(Invited) Novel Three-Dimensional Fuzzy Graphene (3DFG)-Based Platform for Interrogation of Excitable Cells

Abstract

Investigating and modulating electrical activity of cardiomyocytes and neurons is essential to understanding their physiology, regeneration of excitable cells/tissues, and treatment of various disorders. Recently, microelectrode arrays (MEAs) have gained tremendous popularity since they enable multi-site recordings at sub-msec temporal resolution, provide two-way interaction with cells i.e. recording and stimulation, and have well-established microfabrication methods.
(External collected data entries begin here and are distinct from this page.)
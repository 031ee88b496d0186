use rust_decimal::Decimal;
use serde::{Deserialize, Serialize};

use crate::{Currency, ShippingMethod};

/// Shipping address attached to a checkout request. Only `state` influences
/// pricing (tax lookup); the rest is echoed into fulfillment later.
#[derive(Debug, Clone, Serialize, Deserialize)]
pub struct CheckoutAddress {
    pub line1: Option<String>,
    pub line2: Option<String>,
    pub city: Option<String>,
    pub state: Option<String>,
    pub postal_code: Option<String>,
    pub country: Option<String>,
}

/// Tokenized payment details. Never charged for real; the processor runs in
/// test mode and only logs the last four digits.
#[derive(Debug, Clone, Serialize, Deserialize)]
#[serde(rename_all = "camelCase")]
pub struct PaymentInfo {
    #[serde(rename = "type")]
    pub kind: Option<String>,
    pub token: Option<String>,
    pub card_last4: Option<String>,
}

/// Incoming checkout body. Every field is optional at the wire level so the
/// validation layer can report all problems in one pass instead of failing on
/// the first missing field. `quantity` is kept as a raw JSON value for the
/// same reason: a non-numeric quantity must produce a validation message,
/// not a body-level parse error.
#[derive(Debug, Clone, Default, Deserialize)]
#[serde(rename_all = "camelCase", default)]
pub struct CheckoutRequest {
    pub product_id: Option<String>,
    pub quantity: Option<serde_json::Value>,
    pub email: Option<String>,
    pub name: Option<String>,
    pub address: Option<CheckoutAddress>,
    pub shipping_method: Option<String>,
    pub coupon_code: Option<String>,
    pub payment: Option<PaymentInfo>,
}

/// Computed order amounts, each rounded to two decimals before combination.
#[derive(Debug, Clone, Serialize)]
pub struct AmountBreakdown {
    pub currency: Currency,
    #[serde(with = "rust_decimal::serde::float")]
    pub subtotal: Decimal,
    #[serde(with = "rust_decimal::serde::float")]
    pub discount: Decimal,
    #[serde(with = "rust_decimal::serde::float")]
    pub shipping: Decimal,
    #[serde(with = "rust_decimal::serde::float")]
    pub tax: Decimal,
    #[serde(with = "rust_decimal::serde::float")]
    pub total: Decimal,
}

#[derive(Debug, Clone, Serialize)]
#[serde(rename_all = "camelCase")]
pub struct ProductSummary {
    pub id: String,
    pub name: String,
    #[serde(with = "rust_decimal::serde::float")]
    pub unit_price: Decimal,
}

#[derive(Debug, Clone, Serialize)]
pub struct LineItem {
    pub description: String,
    #[serde(with = "rust_decimal::serde::float")]
    pub amount: Decimal,
}

/// Successful checkout confirmation. `test_mode` signals that no real charge
/// occurred.
#[derive(Debug, Clone, Serialize)]
#[serde(rename_all = "camelCase")]
pub struct CheckoutResponse {
    pub success: bool,
    pub order_id: String,
    pub email: String,
    pub product: ProductSummary,
    #[serde(with = "rust_decimal::serde::float")]
    pub quantity: Decimal,
    pub shipping_method: ShippingMethod,
    #[serde(skip_serializing_if = "Option::is_none")]
    pub coupon_code: Option<String>,
    pub amount: AmountBreakdown,
    pub test_mode: bool,
    pub line_items: Vec<LineItem>,
    pub message: String,
}

#[cfg(test)]
mod tests {
    use super::*;
    use serde_json::json;

    #[test]
    fn test_checkout_request_tolerates_partial_bodies() {
        let req: CheckoutRequest = serde_json::from_value(json!({
            "email": "buyer@example.com",
            "quantity": "not-a-number"
        }))
        .unwrap();

        assert_eq!(req.email.as_deref(), Some("buyer@example.com"));
        assert!(req.product_id.is_none());
        assert!(req.quantity.unwrap().is_string());
    }

    #[test]
    fn test_amounts_serialize_as_json_numbers() {
        let amount = AmountBreakdown {
            currency: Currency::Usd,
            subtotal: Decimal::new(4900, 2),
            discount: Decimal::ZERO,
            shipping: Decimal::new(495, 2),
            tax: Decimal::ZERO,
            total: Decimal::new(5395, 2),
        };

        let value = serde_json::to_value(&amount).unwrap();
        assert_eq!(value["total"].as_f64(), Some(53.95));
        assert_eq!(value["currency"], "USD");
    }
}
//! VAT arithmetic on integer sums.
//!
//! Prices are VAT-inclusive, so the tax is extracted from the price rather
//! than added on top: `vat = round(price * percent / (100 + percent))`.
//! Rounding is half-to-even on the exact quotient.

pub const STANDARD_VAT_PERCENT: u32 = 12;

/// VAT extracted from a line price.
#[derive(Debug, Clone, Copy, PartialEq, Eq)]
pub struct VatSplit {
    /// Price as transmitted (still VAT-inclusive).
    pub price: i64,
    pub vat: i64,
}

/// Extract VAT from `price`.
///
/// # Examples
/// ```rust
/// use ofd_core::receipt::vat;
///
/// assert_eq!(vat::compute(15000, 12, true).vat, 1607);
/// assert_eq!(vat::compute(15000, 12, false).vat, 0);
/// ```
pub fn compute(price: i64, percent: u32, vat_included: bool) -> VatSplit {
    if !vat_included || percent == 0 {
        return VatSplit { price, vat: 0 };
    }
    let numerator = i128::from(price) * i128::from(percent);
    let denominator = 100 + i128::from(percent);
    VatSplit {
        price,
        vat: round_half_even(numerator, denominator) as i64,
    }
}

fn round_half_even(numerator: i128, denominator: i128) -> i128 {
    let negative = numerator < 0;
    let numerator = numerator.abs();
    let quotient = numerator / denominator;
    let remainder = numerator % denominator;
    let rounded = match (remainder * 2).cmp(&denominator) {
        std::cmp::Ordering::Less => quotient,
        std::cmp::Ordering::Greater => quotient + 1,
        std::cmp::Ordering::Equal => quotient + (quotient & 1),
    };
    if negative { -rounded } else { rounded }
}
use std::path::{Path, PathBuf};
use std::process::{Command, Output};

fn cli_exe() -> &'static str {
    env!("CARGO_BIN_EXE_ofd")
}

const PROFILE: &str = r#"{
    "merchant": {"TIN": "190261951", "PINFL": "30747919403015",
                 "ContractDate": "2025-09-21 07:41:09", "ContractNumber": "264"},
    "sellers": [{"id": "s1", "TIN": "190261951", "PINFL": "30747919403015"}],
    "phone_number": "998901234567"
}"#;

const ORDER: &str = r#"{"items": [
    {"Name": "Kompyuter sichqonchasi", "Price": 150000, "Amount": 1, "seller_id": "s1"}
]}"#;

fn write_inputs(dir: &Path) -> (PathBuf, PathBuf) {
    let profile = dir.join("profile.json");
    let items = dir.join("order.json");
    std::fs::write(&profile, PROFILE).expect("write profile");
    std::fs::write(&items, ORDER).expect("write order");
    (profile, items)
}

fn run(dir: &Path, args: &[&str]) -> Output {
    let (profile, items) = write_inputs(dir);
    Command::new(cli_exe())
        .args(args)
        .arg("--profile")
        .arg(&profile)
        .arg("--items")
        .arg(&items)
        .arg("--state-dir")
        .arg(dir)
        .arg("--url")
        .arg("http://127.0.0.1:1/receipt")
        .env_remove("OFD_RECEIPT_URL")
        .env_remove("OFD_PAYMENT_TYPE")
        .output()
        .expect("run ofd")
}

#[test]
fn qr_command_decodes_escaped_url() {
    let output = Command::new(cli_exe())
        .args(["qr", r"https:\/\/ofd.soliq.uz\/epi?t=EZ000000000931&r=121"])
        .output()
        .expect("run qr command");

    assert!(
        output.status.success(),
        "qr command failed: {}",
        String::from_utf8_lossy(&output.stderr)
    );
    let stdout = String::from_utf8_lossy(&output.stdout);
    assert_eq!(stdout.trim(), "https://ofd.soliq.uz/epi?t=EZ000000000931&r=121");
}

#[test]
fn credit_without_prior_sale_fails_without_touching_counter() {
    let dir = tempfile::tempdir().expect("tempdir");
    let output = run(dir.path(), &["credit"]);

    assert!(!output.status.success(), "credit unexpectedly succeeded");
    let stderr = String::from_utf8_lossy(&output.stderr);
    assert!(
        stderr.contains("last_sale_info.json"),
        "missing prerequisite not reported: {stderr}"
    );
    assert!(!dir.path().join("logs").join("last_seq.txt").exists());
    assert!(!dir.path().join("logs").join("CreditReceipt.json").exists());
}

#[test]
fn credit_refund_without_prior_credit_fails() {
    let dir = tempfile::tempdir().expect("tempdir");
    std::fs::create_dir_all(dir.path().join("logs")).unwrap();
    std::fs::write(
        dir.path().join("logs").join("last_sale_info.json"),
        r#"{"TerminalID": "EZ000000000931", "ReceiptSeq": "121",
            "DateTime": "20250924154010", "FiscalSign": "596201067621"}"#,
    )
    .unwrap();

    let output = run(dir.path(), &["credit-refund"]);
    assert!(!output.status.success());
    let stderr = String::from_utf8_lossy(&output.stderr);
    assert!(stderr.contains("last_credit_info.json"), "{stderr}");
    assert!(!dir.path().join("logs").join("last_seq.txt").exists());
}

#[test]
fn unknown_payment_type_is_rejected() {
    let dir = tempfile::tempdir().expect("tempdir");
    let output = run(dir.path(), &["sale", "--payment-type", "crypto"]);
    assert!(!output.status.success());
    let stderr = String::from_utf8_lossy(&output.stderr);
    assert!(stderr.contains("crypto"), "{stderr}");
}

#[test]
fn advance_requires_contract_id() {
    let dir = tempfile::tempdir().expect("tempdir");
    let output = Command::new(cli_exe())
        .args(["advance"])
        .env_remove("OFD_ADVANCE_CONTRACT_ID")
        .current_dir(dir.path())
        .output()
        .expect("run advance");
    assert!(!output.status.success());
    assert!(String::from_utf8_lossy(&output.stderr).contains("--contract-id"));
}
However, currently used planar MEAs are not able to record and stimulate at sub-cellular resolution due to significant increase in electrode impedance which reduces the signal-to-noise ratio (SNR) of recorded signal. Currently there is a need to (i) enable high density electrode arrays, (ii) provide high spatial resolution, and (iii) prevent averaging of signals from multiple cells. To address these needs, we have developed three-dimensional out-of-plane grown fuzzy graphene (3DFG)-based MEA. Out-of-plane growth of single-to-few layers of graphene flakes leverages graphene's outstanding surface-to-volume ratio. The high surface area leads to significant reduction in impedance, thus enabling electrical recordings with high SNR and development of ultra-microelectrode arrays to perform sub-cellular measurements. Furthermore, the high flake density of graphene in 3DFG lead to high photo-absorbance in UV-NIR range. This opens up avenues to enable photo-thermal stimulation of cells with high precision and sub-cellular resolution. Our presented approach would greatly impact our basic understanding of signal transduction in complex cellular assemblies. Furthermore, it would provide a platform for developing and screening of therapeutics, and treatment of various cardiac and neurological diseases.